++++ Information shown

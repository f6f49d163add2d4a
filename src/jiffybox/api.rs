//! HTTP client for the JiffyBox v1.0 API.
//!
//! The API key is part of the request path: `{base}/{api_key}/v1.0/{path}`.
//! Every response carries `messages` and `result`; a `false` or `null` result
//! means the call failed and the messages say why.

use std::time::Duration;

use reqwest::{Client, Method, RequestBuilder, StatusCode};
use serde::Serialize;
use serde::de::DeserializeOwned;
use serde_json::Value;
use tracing::debug;

use crate::resource::ReferenceKind;

use super::error::JiffyBoxError;
use super::types::{
    Backup, BackupSlots, BoxSpec, CloneSpec, Distribution, DistributionBody, JiffyBox, Plan,
};

const REQUEST_TIMEOUT: Duration = Duration::from_secs(30);

/// Power transitions accepted by `PUT jiffyBoxes/{id}`.
#[derive(Clone, Copy, Debug, Eq, PartialEq, Serialize)]
#[serde(rename_all = "UPPERCASE")]
enum PowerStatus {
    Shutdown,
    Start,
    Freeze,
    Thaw,
}

#[derive(Debug, Serialize)]
struct PowerChange {
    status: PowerStatus,
    #[serde(rename = "planid", skip_serializing_if = "Option::is_none")]
    plan_id: Option<u64>,
}

/// Thin typed wrapper over the JiffyBox endpoints.
#[derive(Clone, Debug)]
pub struct JiffyBoxClient {
    http: Client,
    root: String,
}

impl JiffyBoxClient {
    /// Builds a client for `base` (for example `https://api.jiffybox.de`).
    ///
    /// # Errors
    ///
    /// Returns [`JiffyBoxError::Http`] when the HTTP client cannot be built.
    pub fn new(base: &str, api_key: &str) -> Result<Self, JiffyBoxError> {
        let http = Client::builder().timeout(REQUEST_TIMEOUT).build()?;
        Ok(Self {
            http,
            root: format!("{}/{api_key}/v1.0", base.trim_end_matches('/')),
        })
    }

    fn request(&self, method: Method, path: &str) -> RequestBuilder {
        debug!(%method, path, "JiffyBox request");
        self.http.request(method, format!("{}/{path}", self.root))
    }

    async fn send(&self, request: RequestBuilder) -> Result<Value, JiffyBoxError> {
        let response = request.send().await?;
        let status = response.status();
        let body = response.text().await?;
        if status == StatusCode::NOT_FOUND {
            return Err(JiffyBoxError::NotFound(format!("HTTP {status}")));
        }
        match result_of(&body) {
            Err(JiffyBoxError::Decode(_)) if !status.is_success() => Err(JiffyBoxError::Api(
                format!("unexpected HTTP status {status}"),
            )),
            other => other,
        }
    }

    /// Lists every box of the account, ordered by id.
    ///
    /// # Errors
    ///
    /// Returns a [`JiffyBoxError`] when the request or decoding fails.
    pub async fn boxes(&self) -> Result<Vec<JiffyBox>, JiffyBoxError> {
        let result = self.send(self.request(Method::GET, "jiffyBoxes")).await?;
        let mut boxes: Vec<JiffyBox> = map_values(result)?
            .into_iter()
            .map(|(_, jiffybox)| jiffybox)
            .collect();
        boxes.sort_by_key(|jiffybox| jiffybox.id);
        Ok(boxes)
    }

    /// Fetches one box.
    ///
    /// # Errors
    ///
    /// Returns [`JiffyBoxError::NotFound`] when the box does not exist.
    pub async fn jiffybox(&self, id: u64) -> Result<JiffyBox, JiffyBoxError> {
        let result = self.send(self.request(Method::GET, &format!("jiffyBoxes/{id}"))).await?;
        Ok(serde_json::from_value(result)?)
    }

    /// Creates a box.
    ///
    /// # Errors
    ///
    /// Returns a [`JiffyBoxError`] when the API rejects the request.
    pub async fn create_box(&self, spec: &BoxSpec) -> Result<JiffyBox, JiffyBoxError> {
        let result = self.send(self.request(Method::POST, "jiffyBoxes").form(spec)).await?;
        Ok(serde_json::from_value(result)?)
    }

    /// Deletes a box. Deletion completes asynchronously.
    ///
    /// # Errors
    ///
    /// Returns [`JiffyBoxError::NotFound`] when the box does not exist.
    pub async fn delete_box(&self, id: u64) -> Result<(), JiffyBoxError> {
        self.send(self.request(Method::DELETE, &format!("jiffyBoxes/{id}"))).await?;
        Ok(())
    }

    async fn change_power(
        &self,
        id: u64,
        status: PowerStatus,
        plan_id: Option<u64>,
    ) -> Result<JiffyBox, JiffyBoxError> {
        let change = PowerChange { status, plan_id };
        let result = self
            .send(self.request(Method::PUT, &format!("jiffyBoxes/{id}")).form(&change))
            .await?;
        Ok(serde_json::from_value(result)?)
    }

    /// Shuts a box down.
    ///
    /// # Errors
    ///
    /// Returns a [`JiffyBoxError`] when the API rejects the request.
    pub async fn shutdown_box(&self, id: u64) -> Result<JiffyBox, JiffyBoxError> {
        self.change_power(id, PowerStatus::Shutdown, None).await
    }

    /// Starts a box on `plan_id`.
    ///
    /// # Errors
    ///
    /// Returns a [`JiffyBoxError`] when the API rejects the request.
    pub async fn start_box(&self, id: u64, plan_id: u64) -> Result<JiffyBox, JiffyBoxError> {
        self.change_power(id, PowerStatus::Start, Some(plan_id)).await
    }

    /// Freezes a stopped box.
    ///
    /// # Errors
    ///
    /// Returns a [`JiffyBoxError`] when the API rejects the request.
    pub async fn freeze_box(&self, id: u64) -> Result<JiffyBox, JiffyBoxError> {
        self.change_power(id, PowerStatus::Freeze, None).await
    }

    /// Thaws a frozen box onto `plan_id`.
    ///
    /// # Errors
    ///
    /// Returns a [`JiffyBoxError`] when the API rejects the request.
    pub async fn thaw_box(&self, id: u64, plan_id: u64) -> Result<JiffyBox, JiffyBoxError> {
        self.change_power(id, PowerStatus::Thaw, Some(plan_id)).await
    }

    /// Clones a box.
    ///
    /// # Errors
    ///
    /// Returns a [`JiffyBoxError`] when the API rejects the request.
    pub async fn clone_box(&self, id: u64, spec: &CloneSpec) -> Result<JiffyBox, JiffyBoxError> {
        let result = self
            .send(self.request(Method::POST, &format!("jiffyBoxes/{id}")).form(spec))
            .await?;
        Ok(serde_json::from_value(result)?)
    }

    /// Lists the tariff plans, ordered by id.
    ///
    /// # Errors
    ///
    /// Returns a [`JiffyBoxError`] when the request or decoding fails.
    pub async fn plans(&self) -> Result<Vec<Plan>, JiffyBoxError> {
        let result = self.send(self.request(Method::GET, "plans")).await?;
        let mut plans: Vec<Plan> = map_values(result)?
            .into_iter()
            .map(|(_, plan)| plan)
            .collect();
        plans.sort_by_key(|plan| plan.id);
        Ok(plans)
    }

    /// Lists the installable distributions, ordered by key.
    ///
    /// # Errors
    ///
    /// Returns a [`JiffyBoxError`] when the request or decoding fails.
    pub async fn distributions(&self) -> Result<Vec<Distribution>, JiffyBoxError> {
        let result = self.send(self.request(Method::GET, "distributions")).await?;
        let bodies: Vec<(String, DistributionBody)> = map_values(result)?;
        Ok(bodies
            .into_iter()
            .map(|(key, body)| Distribution {
                key,
                name: body.name,
                min_disk_size_mb: body.min_disk_size_mb,
                default_kernel: body.default_kernel,
            })
            .collect())
    }

    /// Lists the stored backups of every box.
    ///
    /// # Errors
    ///
    /// Returns a [`JiffyBoxError`] when the request or decoding fails.
    pub async fn backups(&self) -> Result<Vec<Backup>, JiffyBoxError> {
        let result = self.send(self.request(Method::GET, "backups")).await?;
        let slots: Vec<(String, BackupSlots)> = map_values(result)?;
        let mut backups = Vec::new();
        for (key, box_slots) in slots {
            let box_id = key.parse::<u64>().map_err(|err| {
                JiffyBoxError::Decode(serde::de::Error::custom(format!(
                    "backup key {key:?} is not a box id: {err}"
                )))
            })?;
            backups.extend(box_slots.into_backups(box_id));
        }
        Ok(backups)
    }

    /// Starts a manual backup of a box.
    ///
    /// # Errors
    ///
    /// Returns a [`JiffyBoxError`] when the API rejects the request.
    pub async fn create_backup(&self, id: u64) -> Result<(), JiffyBoxError> {
        self.send(self.request(Method::POST, &format!("backups/{id}")))
            .await?;
        Ok(())
    }

    /// Lists a reference catalogue served by JiffyBox.
    ///
    /// # Errors
    ///
    /// Returns [`JiffyBoxError::Unsupported`] for DigitalOcean catalogues.
    pub async fn catalogue(
        &self,
        kind: ReferenceKind,
    ) -> Result<Vec<crate::resource::ReferenceEntry>, JiffyBoxError> {
        match kind {
            ReferenceKind::Plan => Ok(self.plans().await?.into_iter().map(Into::into).collect()),
            ReferenceKind::Distribution => Ok(self
                .distributions()
                .await?
                .into_iter()
                .map(Into::into)
                .collect()),
            ReferenceKind::Region | ReferenceKind::Size | ReferenceKind::Image => {
                Err(JiffyBoxError::Unsupported(kind.as_str()))
            }
        }
    }
}

/// Extracts `result` from a response body.
fn result_of(body: &str) -> Result<Value, JiffyBoxError> {
    let mut envelope: Value = serde_json::from_str(body)?;
    let result = envelope.get_mut("result").map(Value::take);
    match result {
        Some(Value::Null | Value::Bool(false)) | None => Err(failure(&envelope)),
        Some(result) => Ok(result),
    }
}

fn failure(envelope: &Value) -> JiffyBoxError {
    let messages: Vec<&str> = envelope
        .get("messages")
        .and_then(Value::as_array)
        .map(|messages| {
            messages
                .iter()
                .filter_map(|message| message.get("message").and_then(Value::as_str))
                .collect()
        })
        .unwrap_or_default();
    let text = if messages.is_empty() {
        String::from("request failed without a message")
    } else {
        messages.join("; ")
    };

    let lowered = text.to_lowercase();
    if lowered.contains("not found") || lowered.contains("nicht gefunden") {
        JiffyBoxError::NotFound(text)
    } else {
        JiffyBoxError::Api(text)
    }
}

/// Decodes an id-keyed object into `(key, value)` pairs. Empty collections
/// arrive as `[]`.
fn map_values<T: DeserializeOwned>(result: Value) -> Result<Vec<(String, T)>, JiffyBoxError> {
    match result {
        Value::Object(entries) => entries
            .into_iter()
            .map(|(key, value)| Ok((key, serde_json::from_value(value)?)))
            .collect(),
        Value::Array(entries) if entries.is_empty() => Ok(Vec::new()),
        other => Err(JiffyBoxError::Decode(serde::de::Error::custom(format!(
            "expected an object keyed by id, got {other}"
        )))),
    }
}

++++++++

### [Work required]
Tally the lines of the material above that include the string "text", then give only the tally.

### [Output below]
5